··· Supplied material ···

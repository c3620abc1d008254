//! Process wiring: config → clients → stores → agents → HTTP router.

use std::sync::Arc;
use std::time::Instant;

use axum::{
    routing::{get, post},
    Router,
};
use rusqlite::Connection;
use tower_http::trace::TraceLayer;
use tracing::warn;

use solis_agent::gemini::{GeminiEmbedder, GeminiProvider, GeminiTranscriber};
use solis_agent::anthropic::AnthropicProvider;
use solis_agent::orchestrator::OrchestratorDeps;
use solis_agent::router::{ModelRouter, ProviderSlot};
use solis_agent::subagents::calendar::CalendarAgent;
use solis_agent::subagents::crm::CrmAgent;
use solis_agent::{ModelProvider, Orchestrator};
use solis_calendar::CalendarClient;
use solis_core::config::{SolisConfig, DEDUPE_TTL_SECS};
use solis_crm::CrmClient;
use solis_knowledge::KnowledgeStore;
use solis_media::MediaPipeline;
use solis_store::Store;
use solis_whatsapp::{GatewayClient, HumanizedSender};

use crate::dedupe::DedupeCache;
use crate::http;
use crate::intake::Intake;

pub struct AppState {
    pub config: SolisConfig,
    pub store: Arc<Store>,
    pub knowledge: Arc<KnowledgeStore>,
    pub sender: Arc<HumanizedSender>,
    pub calendar_client: Arc<CalendarClient>,
    pub intake: Intake,
    pub dedupe: DedupeCache,
    pub started_at: Instant,
}

/// Build the shared model provider stack: Gemini primary, Anthropic fallback.
pub fn build_provider(config: &SolisConfig) -> anyhow::Result<(Arc<dyn ModelProvider>, Arc<GeminiProvider>)> {
    let gemini_key = config
        .models
        .gemini_api_key
        .clone()
        .ok_or_else(|| anyhow::anyhow!("models.gemini_api_key is required"))?;
    let gemini = Arc::new(GeminiProvider::new(
        &config.models.gemini_base_url,
        &gemini_key,
        config.models.rate_per_sec,
    ));

    let mut slots = vec![ProviderSlot::new(
        Box::new(GeminiProvider::new(
            &config.models.gemini_base_url,
            &gemini_key,
            config.models.rate_per_sec,
        )),
        &config.models.primary_id,
        config.retry.retry_max,
    )];
    match config.models.anthropic_api_key {
        Some(ref key) => slots.push(ProviderSlot::new(
            Box::new(AnthropicProvider::new(
                &config.models.anthropic_base_url,
                key,
                config.models.rate_per_sec,
            )),
            &config.models.fallback_id,
            config.retry.retry_max,
        )),
        None => warn!("no fallback model configured (models.anthropic_api_key unset)"),
    }

    let router: Arc<dyn ModelProvider> = Arc::new(ModelRouter::new(slots));
    Ok((router, gemini))
}

/// Open the main store and the knowledge store on the configured database.
pub fn open_stores(
    config: &SolisConfig,
    gemini: Arc<GeminiProvider>,
) -> anyhow::Result<(Arc<Store>, Arc<KnowledgeStore>)> {
    let store = Arc::new(Store::open(&config.database.path)?);
    let knowledge_conn = if config.database.path == ":memory:" {
        Connection::open_in_memory()?
    } else {
        Connection::open(&config.database.path)?
    };
    let knowledge = Arc::new(KnowledgeStore::new(
        knowledge_conn,
        Arc::new(GeminiEmbedder::new(gemini)),
        config.knowledge.clone(),
    )?);
    Ok((store, knowledge))
}

/// Assemble the full application state for `serve`.
pub fn build_state(config: SolisConfig) -> anyhow::Result<Arc<AppState>> {
    let (provider, gemini) = build_provider(&config)?;
    let (store, knowledge) = open_stores(&config, Arc::clone(&gemini))?;

    let gateway = Arc::new(GatewayClient::new(
        &config.gateway.base_url,
        &config.gateway.instance,
        &config.gateway.api_key,
    ));
    let sender = Arc::new(HumanizedSender::new(
        Arc::clone(&gateway),
        config.gateway.typing_max_ms,
        config.gateway.send_ceiling_secs,
    ));
    let media = Arc::new(MediaPipeline::new(
        Arc::clone(&gateway),
        Arc::new(GeminiTranscriber::new(
            Arc::clone(&gemini),
            &config.models.primary_id,
        )),
    ));

    let calendar_client = Arc::new(CalendarClient::new(
        config.calendar.base_url.as_deref().unwrap_or(""),
        config.calendar.api_key.as_deref().unwrap_or(""),
        config.calendar.calendar_id.as_deref().unwrap_or("primary"),
    ));
    let calendar_agent = Arc::new(CalendarAgent::new(
        Arc::clone(&calendar_client),
        Arc::clone(&store),
        config.calendar.meeting_minutes,
    ));

    let crm_client = Arc::new(CrmClient::new(
        config.crm.base_url.as_deref().unwrap_or(""),
        config.crm.api_key.as_deref().unwrap_or(""),
        config.crm.pipeline_id.clone(),
        &config.retry,
    ));
    let crm_agent = Arc::new(CrmAgent::new(crm_client, Arc::clone(&store)));

    let orchestrator = Arc::new(Orchestrator::new(OrchestratorDeps {
        store: Arc::clone(&store),
        knowledge: Arc::clone(&knowledge),
        provider,
        sender: Arc::clone(&sender),
        media,
        calendar_agent,
        crm_agent,
        config: config.clone(),
    }));

    Ok(Arc::new(AppState {
        config,
        store,
        knowledge,
        sender,
        calendar_client,
        intake: Intake::new(orchestrator),
        dedupe: DedupeCache::new(DEDUPE_TTL_SECS),
        started_at: Instant::now(),
    }))
}

pub fn build_router(state: Arc<AppState>) -> Router {
    Router::new()
        .route("/webhook", post(http::webhook::webhook_handler))
        .route("/health", get(http::health::health_handler))
        .layer(TraceLayer::new_for_http())
        .with_state(state)
}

···

◆ **Action item**:
Find "ProviderSlot" in the data above. Report each line where it appears.

◆ **Problem solution**:
use solis_agent::router::{ModelRouter, ProviderSlot};
    let mut slots = vec![ProviderSlot::new(
        Some(ref key) => slots.push(ProviderSlot::new(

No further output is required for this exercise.